:: Data to examine ::
use std::{fmt, str::FromStr, sync::Arc, time::Duration};

use thiserror::Error;

use super::{RoomStore, memory::MemoryRoomStore};
use crate::dao::storage::StorageResult;

/// Environment variable naming the room store backend.
pub const STORE_BACKEND_ENV: &str = "WYR_STORE";

/// Room store implementations the server can run against.
#[derive(Debug, Clone, Copy, PartialEq, Eq)]
pub enum StoreBackend {
    /// Process-local store; rooms are lost on restart.
    Memory,
    #[cfg(feature = "mongo-store")]
    Mongo,
    #[cfg(feature = "couch-store")]
    Couch,
}

#[derive(Debug, Error)]
#[error("unknown store backend `{0}`")]
pub struct UnknownBackend(String);

impl FromStr for StoreBackend {
    type Err = UnknownBackend;

    fn from_str(value: &str) -> Result<Self, Self::Err> {
        match value.trim().to_ascii_lowercase().as_str() {
            "memory" | "mem" => Ok(StoreBackend::Memory),
            #[cfg(feature = "mongo-store")]
            "mongo" | "mongodb" => Ok(StoreBackend::Mongo),
            #[cfg(feature = "couch-store")]
            "couch" | "couchdb" => Ok(StoreBackend::Couch),
            other => Err(UnknownBackend(other.to_owned())),
        }
    }
}

impl fmt::Display for StoreBackend {
    fn fmt(&self, f: &mut fmt::Formatter<'_>) -> fmt::Result {
        let name = match self {
            StoreBackend::Memory => "memory",
            #[cfg(feature = "mongo-store")]
            StoreBackend::Mongo => "mongodb",
            #[cfg(feature = "couch-store")]
            StoreBackend::Couch => "couchdb",
        };
        f.write_str(name)
    }
}

impl StoreBackend {
    /// Backend selected through [`STORE_BACKEND_ENV`], defaulting to the in-memory store.
    pub fn from_env() -> Result<Self, UnknownBackend> {
        match std::env::var(STORE_BACKEND_ENV) {
            Ok(value) if !value.trim().is_empty() => value.parse(),
            _ => Ok(StoreBackend::Memory),
        }
    }

    /// Open a connection to the backend. The memory backend never fails.
    pub async fn connect(self, poll_interval: Duration) -> StorageResult<Arc<dyn RoomStore>> {
        match self {
            StoreBackend::Memory => Ok(Arc::new(MemoryRoomStore::new())),
            #[cfg(feature = "mongo-store")]
            StoreBackend::Mongo => {
                use super::mongodb::{MongoConfig, MongoRoomStore};

                let config = MongoConfig::from_env(poll_interval).await?;
                let store = MongoRoomStore::connect(config).await?;
                Ok(Arc::new(store))
            }
            #[cfg(feature = "couch-store")]
            StoreBackend::Couch => {
                use super::couchdb::{CouchConfig, CouchRoomStore};

                let config = CouchConfig::from_env(poll_interval)?;
                let store = CouchRoomStore::connect(config).await?;
                Ok(Arc::new(store))
            }
        }
    }
}

#[cfg(test)]
mod tests {
    use super::*;

    #[test]
    fn parses_backend_names() {
        assert_eq!("memory".parse::<StoreBackend>().unwrap(), StoreBackend::Memory);
        assert_eq!(" MEM ".parse::<StoreBackend>().unwrap(), StoreBackend::Memory);
        assert!("sqlite".parse::<StoreBackend>().is_err());
        #[cfg(feature = "mongo-store")]
        assert_eq!("MongoDB".parse::<StoreBackend>().unwrap(), StoreBackend::Mongo);
        #[cfg(feature = "couch-store")]
        assert_eq!("couch".parse::<StoreBackend>().unwrap(), StoreBackend::Couch);
    }

    #[tokio::test]
    async fn memory_backend_connects_without_configuration() {
        let store = StoreBackend::Memory
            .connect(Duration::from_millis(10))
            .await
            .unwrap();
        assert!(store.health_check().await.is_ok());
    }
}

:: Directions for this task ::
State the number of lines of the preceding material in which the word "value" is found, and nothing more.

:: Solution ::
3